Let’s say you’re moving, and you start packing up your things in your house of 20 years. BUT you’re moving into a newer and bigger house in the neighborhood you’ve always wanted to live in. That’s going to be fun! You’re packing your dishes, your linens…and then you start packing your memories. Check on yourself to make sure you’re okay! Don’t rush yourself into feeling instantly okay with leaving your house of 20 years behind, it’s an emotional experience. Make sure you’re not bottling these things up and that you’re enjoying the last days you have in that house you made so many memories in, properly mourn the stage you were in before so you can welcome the new one with fresh eyes.

Seek Out Support

Get that support from your loved ones! Confide in only those you know have your best intentions at heart. They will be there for you and will help you cope with your emotions, even if it’s a wild roller coaster. Be with your friends, make time to do one thing you enjoy every day, and be honest with yourself and loved ones about how you’re feeling. Transitions that we go through in life can be deeply emotional experiences, it’s not an easy thing to do. If you can’t lean on your friends and family in difficult times, then who will you lean on? You don’t have to do everything alone, and you very well know you’d be there in a second if you had a loved one going through a hard time.

Worst case, you don’t want to confide in your loved ones…I understand, not everyone has a loving support system. In that case, seek out counseling so that you do have a place to go where your thoughts and feelings are heard. I almost tried BetterHelp at one point because I’ve heard such great things (plus it’s COVID friendly!).

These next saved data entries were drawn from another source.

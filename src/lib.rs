#[cfg(feature = "cli")]
pub mod cli;
pub mod config;
pub mod document;
pub mod error;
pub mod ir;
pub mod kinds;
pub mod layout;
pub mod layout_dump;
pub mod notify;
pub mod tree;

#[cfg(feature = "cli")]
pub use cli::run;
pub use config::{FlowConfig, SpacingConfig, load_config};
pub use document::{Document, DocumentBatch, FlowNode, NodeKey, ROOT_ID, TreeView};
pub use error::{FlowError, Result, TopologyError};
pub use ir::{ChildRecord, NodeRecord, parse_records};
pub use kinds::{KindMeta, KindRegistration, KindRegistry};
pub use layout::{LayoutStrategy, Point, Rect, RefreshEvent, Size};
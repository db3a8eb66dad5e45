use image::RgbImage;
use serde::{Deserialize, Serialize};

use crate::{
    foundation::{
        core::{PixelPoint, Rgb8},
        error::{SquishError, SquishResult},
        math::lerp_u8,
    },
    glyph::font::{GlyphBitmap, GlyphSource},
};

/// The two font sizes the stimulus set is calibrated for.
#[derive(Clone, Copy, Debug, PartialEq, Eq, Hash, PartialOrd, Ord, Serialize, Deserialize)]
#[serde(try_from = "u32", into = "u32")]
pub enum FontSize {
    Px20,
    Px26,
}

impl FontSize {
    pub const ALL: [FontSize; 2] = [FontSize::Px20, FontSize::Px26];

    pub fn px(self) -> u32 {
        match self {
            FontSize::Px20 => 20,
            FontSize::Px26 => 26,
        }
    }

    /// `(dx, dy)` subtracted from a nominal position so the glyph's visual center lands on it.
    pub fn anchor_correction(self) -> (i32, i32) {
        match self {
            FontSize::Px20 => (7, 11),
            FontSize::Px26 => (9, 14),
        }
    }
}

impl TryFrom<u32> for FontSize {
    type Error = SquishError;

    fn try_from(px: u32) -> SquishResult<Self> {
        match px {
            20 => Ok(FontSize::Px20),
            26 => Ok(FontSize::Px26),
            other => Err(SquishError::UnsupportedFontSize(other)),
        }
    }
}

impl From<FontSize> for u32 {
    fn from(size: FontSize) -> u32 {
        size.px()
    }
}

impl std::fmt::Display for FontSize {
    fn fmt(&self, f: &mut std::fmt::Formatter<'_>) -> std::fmt::Result {
        write!(f, "{}", self.px())
    }
}

#[derive(Clone, Copy, Debug, PartialEq, Eq)]
pub struct GlyphSpec {
    pub ch: char,
    pub size: FontSize,
    pub color: Rgb8,
}

impl GlyphSpec {
    /// Fails with [`SquishError::UnsupportedFontSize`] for sizes other than 20 and 26.
    pub fn new(ch: char, size_px: u32, color: Rgb8) -> SquishResult<Self> {
        Ok(Self {
            ch,
            size: FontSize::try_from(size_px)?,
            color,
        })
    }
}

/// Draw `glyph` so its visual center lands on `position`.
///
/// The anchor correction is subtracted from the already-integer position, then the coverage mask
/// is blended onto `canvas` in place. Pixels falling outside the canvas are dropped.
pub fn draw(
    canvas: &mut RgbImage,
    glyphs: &dyn GlyphSource,
    glyph: &GlyphSpec,
    position: PixelPoint,
) -> SquishResult<()> {
    let (dx, dy) = glyph.size.anchor_correction();
    let origin = position.offset_by(dx, dy);
    let bitmap = glyphs.rasterize(glyph.ch, glyph.size.px() as f32)?;
    blit_coverage(canvas, &bitmap, origin, glyph.color)
}

fn blit_coverage(
    canvas: &mut RgbImage,
    bitmap: &GlyphBitmap,
    origin: PixelPoint,
    color: Rgb8,
) -> SquishResult<()> {
    let expected = u64::from(bitmap.width) * u64::from(bitmap.height);
    if bitmap.coverage.len() as u64 != expected {
        return Err(SquishError::font(format!(
            "glyph mask is {}x{} but carries {} coverage bytes",
            bitmap.width,
            bitmap.height,
            bitmap.coverage.len()
        )));
    }

    let (cw, ch) = (canvas.width() as i64, canvas.height() as i64);
    let src = [color.r, color.g, color.b];

    for gy in 0..bitmap.height {
        let y = i64::from(origin.y) + i64::from(bitmap.top) + i64::from(gy);
        if y < 0 || y >= ch {
            continue;
        }
        for gx in 0..bitmap.width {
            let x = i64::from(origin.x) + i64::from(bitmap.left) + i64::from(gx);
            if x < 0 || x >= cw {
                continue;
            }
            let alpha = bitmap.coverage_at(gx, gy);
            if alpha == 0 {
                continue;
            }
            let px = canvas.get_pixel_mut(x as u32, y as u32);
            for (c, s) in px.0.iter_mut().zip(src) {
                *c = lerp_u8(*c, s, alpha);
            }
        }
    }
    Ok(())
}

#[cfg(test)]
#[path = "../../tests/unit/glyph/render.rs"]
mod tests;
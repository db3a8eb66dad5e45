use std::path::PathBuf;

use anyhow::Context as _;
use clap::{Parser, Subcommand};
use tracing_subscriber::EnvFilter;

#[derive(Parser, Debug)]
#[command(name = "squish", version)]
struct Cli {
    #[command(subcommand)]
    cmd: Command,
}

#[derive(Subcommand, Debug)]
enum Command {
    /// Render one stimulus as a JPEG.
    Stimulus(StimulusArgs),
    /// Render the full parameter sweep.
    Sweep(SweepArgs),
    /// Print the degradation plan for a step count.
    Plan(PlanArgs),
}

#[derive(Parser, Debug)]
struct StimulusArgs {
    /// 224x224 background image.
    #[arg(long)]
    background: PathBuf,

    /// TrueType/OpenType font file.
    #[arg(long)]
    font: PathBuf,

    /// Target letter.
    #[arg(long)]
    letter: char,

    /// Flanker letter.
    #[arg(long)]
    flanker: char,

    /// Font size in px (20 or 26).
    #[arg(long, default_value_t = 26)]
    size: u32,

    /// Target color, `rgb(r, g, b)` or `#rrggbb`.
    #[arg(long, default_value = "rgb(200, 200, 200)")]
    target_color: String,

    /// Flanker color, `rgb(r, g, b)` or `#rrggbb`.
    #[arg(long, default_value = "rgb(200, 200, 200)")]
    flanker_color: String,

    /// Flanker angle in degrees; pass twice for a flanker pair.
    #[arg(long = "angle", required = true)]
    angles: Vec<f64>,

    /// Target-to-flanker distance in px.
    #[arg(long)]
    radius: f64,

    /// Number of degradation steps.
    #[arg(long, default_value_t = 20)]
    steps: usize,

    /// Resampling filter.
    #[arg(long, value_enum, default_value_t = squish::ResampleFilter::Nearest)]
    filter: squish::ResampleFilter,

    /// JPEG quality (1-100).
    #[arg(long, default_value_t = squish::DEFAULT_JPEG_QUALITY)]
    quality: u8,

    /// Output JPEG path.
    #[arg(long)]
    out: PathBuf,
}

#[derive(Parser, Debug)]
struct SweepArgs {
    /// Sweep configuration JSON; built-in defaults when omitted.
    #[arg(long)]
    config: Option<PathBuf>,

    /// Override the background image path.
    #[arg(long)]
    background: Option<PathBuf>,

    /// Override the font path.
    #[arg(long)]
    font: Option<PathBuf>,

    /// Override the output root directory.
    #[arg(long)]
    out: Option<PathBuf>,

    /// Override rayon worker threads.
    #[arg(long)]
    threads: Option<usize>,

    /// Count images without rendering anything.
    #[arg(long, default_value_t = false)]
    dry_run: bool,
}

#[derive(Parser, Debug)]
struct PlanArgs {
    /// Number of degradation steps.
    #[arg(long, default_value_t = 20)]
    steps: usize,
}

fn main() -> anyhow::Result<()> {
    tracing_subscriber::fmt()
        .with_env_filter(
            EnvFilter::try_from_default_env().unwrap_or_else(|_| EnvFilter::new("info")),
        )
        .with_writer(std::io::stderr)
        .init();

    let cli = Cli::parse();
    match cli.cmd {
        Command::Stimulus(args) => cmd_stimulus(args),
        Command::Sweep(args) => cmd_sweep(args),
        Command::Plan(args) => cmd_plan(args),
    }
}

fn cmd_stimulus(args: StimulusArgs) -> anyhow::Result<()> {
    let spec = squish::StimulusSpec {
        letter: args.letter,
        flanker: args.flanker,
        size: squish::FontSize::try_from(args.size)?,
        target_color: args.target_color.parse()?,
        flanker_color: args.flanker_color.parse()?,
        arrangement: squish::Arrangement::from_angles(&args.angles)?,
        radius: args.radius,
        degrade: squish::DegradeOpts {
            steps: args.steps,
            filter: args.filter,
        },
    };

    let background = squish::load_background(&args.background)?;
    let font = squish::FontFace::from_path(&args.font)?;
    let img = squish::render_stimulus(&background, &font, &spec)?;
    squish::save_jpeg(&img, &args.out, args.quality)
        .with_context(|| format!("write jpeg '{}'", args.out.display()))?;

    eprintln!("wrote {}", args.out.display());
    Ok(())
}

fn cmd_sweep(args: SweepArgs) -> anyhow::Result<()> {
    let mut cfg = match &args.config {
        Some(path) => squish::SweepConfig::from_path(path)?,
        None => squish::SweepConfig::default(),
    };
    if let Some(p) = args.background {
        cfg.background = p;
    }
    if let Some(p) = args.font {
        cfg.font = p;
    }
    if let Some(p) = args.out {
        cfg.out_dir = p;
    }
    cfg.validate()?;

    let opts = squish::SweepOpts {
        threads: args.threads,
        dry_run: args.dry_run,
    };

    let stats = if args.dry_run {
        // Nothing is drawn, so skip loading inputs that may not exist yet.
        let placeholder = image::RgbImage::new(squish::STIMULUS_DIM, squish::STIMULUS_DIM);
        squish::run_sweep(&cfg, &placeholder, &NoGlyphs, &opts)?
    } else {
        let background = squish::load_background(&cfg.background)?;
        let font = squish::FontFace::from_path(&cfg.font)?;
        squish::run_sweep(&cfg, &background, &font, &opts)?
    };

    eprintln!(
        "{} targets, {} images planned, {} written under {}",
        stats.targets,
        stats.images_planned,
        stats.images_written,
        cfg.out_dir.display()
    );
    Ok(())
}

fn cmd_plan(args: PlanArgs) -> anyhow::Result<()> {
    let plan = squish::DegradationPlan::new(args.steps, squish::STIMULUS_DIM)?;
    println!("step  scalar    scale_px  crop_px  paste_at");
    for i in 0..plan.steps() {
        let (off, _) = plan.paste_offset(i);
        println!(
            "{:>4}  {:<8.6}  {:>8}  {:>7}  {:>8}",
            i, plan.scalars[i], plan.scale_px[i], plan.crop_px[i], off
        );
    }
    Ok(())
}

struct NoGlyphs;

impl squish::GlyphSource for NoGlyphs {
    fn rasterize(&self, ch: char, _px: f32) -> squish::SquishResult<squish::GlyphBitmap> {
        Err(squish::SquishError::font(format!(
            "dry run does not rasterize {ch:?}"
        )))
    }
}
use super::*;
use crate::glyph::testing::BlockGlyphs;

const GREY: Rgb8 = Rgb8::new(128, 128, 128);
const LIGHT: Rgb8 = Rgb8::new(200, 200, 200);
const DARK: Rgb8 = Rgb8::new(50, 50, 50);

fn background() -> RgbImage {
    RgbImage::from_pixel(224, 224, GREY.to_pixel())
}

fn spec(arrangement: Arrangement, steps: usize) -> StimulusSpec {
    StimulusSpec {
        letter: 'A',
        flanker: 'A',
        size: FontSize::Px26,
        target_color: LIGHT,
        flanker_color: DARK,
        arrangement,
        radius: 30.0,
        degrade: DegradeOpts {
            steps,
            filter: ResampleFilter::Nearest,
        },
    }
}

#[test]
fn arrangement_accepts_one_or_two_angles() {
    assert_eq!(
        Arrangement::from_angles(&[18.0]).unwrap(),
        Arrangement::Single(18.0)
    );
    assert_eq!(Arrangement::from_angles(&[18.0, 198.0]).unwrap().count(), 2);
    for bad in [&[][..], &[1.0, 2.0, 3.0][..]] {
        let err = Arrangement::from_angles(bad).unwrap_err();
        assert!(err.is_configuration());
    }
}

#[test]
fn target_lands_on_anchor() {
    let glyph = spec(Arrangement::Single(0.0), 1).target_glyph();
    let target = TargetCanvas::new(&background(), &BlockGlyphs, &glyph).unwrap();
    // anchor (168, 112) - correction (9, 14) + block offset (1, 4)
    assert_eq!(*target.image().get_pixel(160, 102), LIGHT.to_pixel());
    assert_eq!(*target.image().get_pixel(159, 102), GREY.to_pixel());
}

#[test]
fn flankers_do_not_disturb_shared_target() {
    let s = spec(Arrangement::Single(0.0), 1);
    let target = TargetCanvas::new(&background(), &BlockGlyphs, &s.target_glyph()).unwrap();
    let before = target.image().clone();

    let right = target
        .with_flankers(&BlockGlyphs, &s.flanker_glyph(), Arrangement::Single(0.0), 30.0)
        .unwrap();
    let left = target
        .with_flankers(&BlockGlyphs, &s.flanker_glyph(), Arrangement::Single(180.0), 30.0)
        .unwrap();

    assert_eq!(target.image(), &before);
    // flanker at (198, 112) -> mask top-left (190, 102)
    assert_eq!(*right.get_pixel(190, 102), DARK.to_pixel());
    assert_eq!(*left.get_pixel(190, 102), GREY.to_pixel());
    // flanker at (138, 112) -> mask top-left (130, 102)
    assert_eq!(*left.get_pixel(130, 102), DARK.to_pixel());
}

#[test]
fn pair_draws_both_sides() {
    let s = spec(Arrangement::Pair(0.0, 180.0), 1);
    let flat = compose_flat(&background(), &BlockGlyphs, &s).unwrap();
    assert_eq!(*flat.get_pixel(190, 102), DARK.to_pixel());
    assert_eq!(*flat.get_pixel(130, 102), DARK.to_pixel());
    assert_eq!(*flat.get_pixel(160, 102), LIGHT.to_pixel());
}

#[test]
fn invalid_radius_is_configuration_error() {
    let mut s = spec(Arrangement::Single(0.0), 1);
    s.radius = -3.0;
    let err = compose_flat(&background(), &BlockGlyphs, &s).unwrap_err();
    assert!(err.is_configuration());
}

#[test]
fn wrong_background_size_is_rejected() {
    let bg = RgbImage::new(223, 224);
    let err = render_stimulus(&bg, &BlockGlyphs, &spec(Arrangement::Single(0.0), 5)).unwrap_err();
    assert!(matches!(err, SquishError::InvalidDimensions { .. }));
}

#[test]
fn single_step_render_equals_flat_composition() {
    let s = spec(Arrangement::Single(90.0), 1);
    assert_eq!(
        render_stimulus(&background(), &BlockGlyphs, &s).unwrap(),
        compose_flat(&background(), &BlockGlyphs, &s).unwrap()
    );
}

#[test]
fn degraded_render_keeps_size_and_target_color() {
    let s = spec(Arrangement::Single(0.0), 5);
    let out = render_stimulus(&background(), &BlockGlyphs, &s).unwrap();
    assert_eq!(out.dimensions(), (224, 224));

    let target_px = (160..176)
        .flat_map(|x| (102..120).map(move |y| (x, y)))
        .filter(|&(x, y)| *out.get_pixel(x, y) == LIGHT.to_pixel())
        .count();
    assert!(target_px > 0);
    assert_ne!(out, compose_flat(&background(), &BlockGlyphs, &s).unwrap());
}
use serde::{Deserialize, Serialize};

use crate::foundation::{
    core::{CanvasSize, PixelPoint},
    error::{SquishError, SquishResult},
};

/// Polar offset from the target anchor: `angle_deg` clockwise from +x (y grows downward),
/// `radius` in pixels.
#[derive(Clone, Copy, Debug, PartialEq, Serialize, Deserialize)]
pub struct PolarOffset {
    pub angle_deg: f64,
    pub radius: f64,
}

impl PolarOffset {
    /// Checked constructor: `angle_deg` in `[0, 360)`, `radius >= 0`.
    pub fn new(angle_deg: f64, radius: f64) -> SquishResult<Self> {
        if !(0.0..360.0).contains(&angle_deg) {
            return Err(SquishError::configuration(format!(
                "flanker angle must be in [0, 360), got {angle_deg}"
            )));
        }
        if !radius.is_finite() || radius < 0.0 {
            return Err(SquishError::configuration(format!(
                "flanker radius must be a finite value >= 0, got {radius}"
            )));
        }
        Ok(Self { angle_deg, radius })
    }
}

/// Where a glyph goes before anchor correction.
#[derive(Clone, Copy, Debug, Default, PartialEq)]
pub enum Placement {
    /// The canonical target position.
    #[default]
    Anchor,
    /// Displaced from the anchor.
    Offset(PolarOffset),
}

/// Target anchor: three quarters across, half way down (integer truncation).
pub fn target_anchor(size: CanvasSize) -> PixelPoint {
    let x0 = size.width - size.width / 4;
    let y0 = size.height / 2;
    PixelPoint::new(x0 as i32, y0 as i32)
}

/// Resolve a placement into a pixel coordinate.
///
/// Offsets are truncated toward zero after adding to the anchor. No bounds checks: the point may
/// fall outside the canvas.
pub fn resolve(size: CanvasSize, placement: Placement) -> PixelPoint {
    let anchor = target_anchor(size);
    match placement {
        Placement::Anchor => anchor,
        Placement::Offset(PolarOffset { angle_deg, radius }) => {
            let theta = angle_deg.to_radians();
            let x = f64::from(anchor.x) + radius * theta.cos();
            let y = f64::from(anchor.y) + radius * theta.sin();
            PixelPoint::new(x.trunc() as i32, y.trunc() as i32)
        }
    }
}

#[cfg(test)]
#[path = "../../tests/unit/geometry/resolve.rs"]
mod tests;
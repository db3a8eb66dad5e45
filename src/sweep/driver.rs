use std::{
    path::Path,
    sync::atomic::{AtomicU64, Ordering},
    time::Instant,
};

use anyhow::Context as _;
use image::RgbImage;
use rayon::prelude::*;

use crate::{
    degrade::composite::degrade,
    encode::jpeg::save_jpeg,
    foundation::error::{SquishError, SquishResult},
    glyph::font::GlyphSource,
    stimulus::pipeline::TargetCanvas,
    sweep::config::{SweepConfig, TargetJob},
};

#[derive(Clone, Debug, Default)]
pub struct SweepOpts {
    /// Override rayon worker threads.
    pub threads: Option<usize>,
    /// Enumerate and count only; nothing is drawn or written.
    pub dry_run: bool,
}

#[derive(Clone, Copy, Debug, Default, PartialEq, Eq)]
pub struct SweepStats {
    pub targets: u64,
    pub images_planned: u64,
    pub images_written: u64,
}

/// Render every image described by `cfg` below `cfg.out_dir`.
///
/// Targets are processed in parallel; each target is drawn once and shared across its flanker
/// arrangements. The first failing image aborts the sweep.
pub fn run_sweep(
    cfg: &SweepConfig,
    background: &RgbImage,
    glyphs: &dyn GlyphSource,
    opts: &SweepOpts,
) -> SquishResult<SweepStats> {
    cfg.validate()?;
    let out_dir = cfg.out_dir.as_path();

    let targets = cfg.targets();
    let mut stats = SweepStats {
        targets: targets.len() as u64,
        images_planned: cfg.total_images() as u64,
        images_written: 0,
    };
    if opts.dry_run {
        tracing::info!(
            targets = stats.targets,
            images = stats.images_planned,
            "dry run"
        );
        return Ok(stats);
    }

    tracing::info!(
        targets = stats.targets,
        images = stats.images_planned,
        out = %out_dir.display(),
        "starting sweep"
    );
    let started = Instant::now();
    let written = AtomicU64::new(0);
    let pool = build_thread_pool(opts.threads)?;

    pool.install(|| {
        targets.par_iter().try_for_each(|target| {
            let n = render_target(cfg, out_dir, background, glyphs, target)?;
            written.fetch_add(n, Ordering::Relaxed);
            Ok::<(), SquishError>(())
        })
    })?;

    stats.images_written = written.into_inner();
    tracing::info!(
        images = stats.images_written,
        elapsed_ms = started.elapsed().as_millis() as u64,
        "sweep finished"
    );
    Ok(stats)
}

fn render_target(
    cfg: &SweepConfig,
    out_dir: &Path,
    background: &RgbImage,
    glyphs: &dyn GlyphSource,
    target: &TargetJob,
) -> SquishResult<u64> {
    let target_dir = out_dir.join(target.dir());
    for class in 0..cfg.letters.len() {
        let dir = target_dir.join(class.to_string());
        std::fs::create_dir_all(&dir)
            .with_context(|| format!("create class directory '{}'", dir.display()))?;
    }

    let canvas = TargetCanvas::new(background, glyphs, &target.glyph())?;
    let jobs = cfg.jobs_for(target);

    for job in &jobs {
        let flat = canvas.with_flankers(
            glyphs,
            &job.spec.flanker_glyph(),
            job.spec.arrangement,
            job.spec.radius,
        )?;
        let img = degrade(&flat, &job.spec.degrade)?;
        let path = out_dir.join(job.relative_path());
        save_jpeg(&img, &path, cfg.jpeg_quality)?;
        tracing::debug!(path = %path.display(), "wrote stimulus");
    }
    Ok(jobs.len() as u64)
}

fn build_thread_pool(threads: Option<usize>) -> SquishResult<rayon::ThreadPool> {
    if let Some(n) = threads
        && n == 0
    {
        return Err(SquishError::configuration(
            "sweep 'threads' must be >= 1 when set",
        ));
    }

    let mut builder = rayon::ThreadPoolBuilder::new();
    if let Some(n) = threads {
        builder = builder.num_threads(n);
    }
    builder
        .build()
        .map_err(|e| SquishError::configuration(format!("failed to build rayon thread pool: {e}")))
}

#[cfg(test)]
#[path = "../../tests/unit/sweep/driver.rs"]
mod tests;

Last But Not Least: It’s Okay If It’s Not Graceful

Hardly anything works out exactly the way we planned it. So if you find yourself losing it don’t beat yourself up! The best thing you can do if you snap and you find yourself not handling things well is to just be mindful of it. What caused you to take such a wrong turn? Return back to the system that was working for you. Make time for the things that make you happy, and focus on what you’re doing right now in the moment.

Feel free to share some tips, stories, or coping methods you have for dealing with change and transitions in the comments. We all go through them, and at varying degrees of difficulty and sanity. There isn’t one right way to deal with change, but it’s always worth a try to do it in a healthy and graceful manner.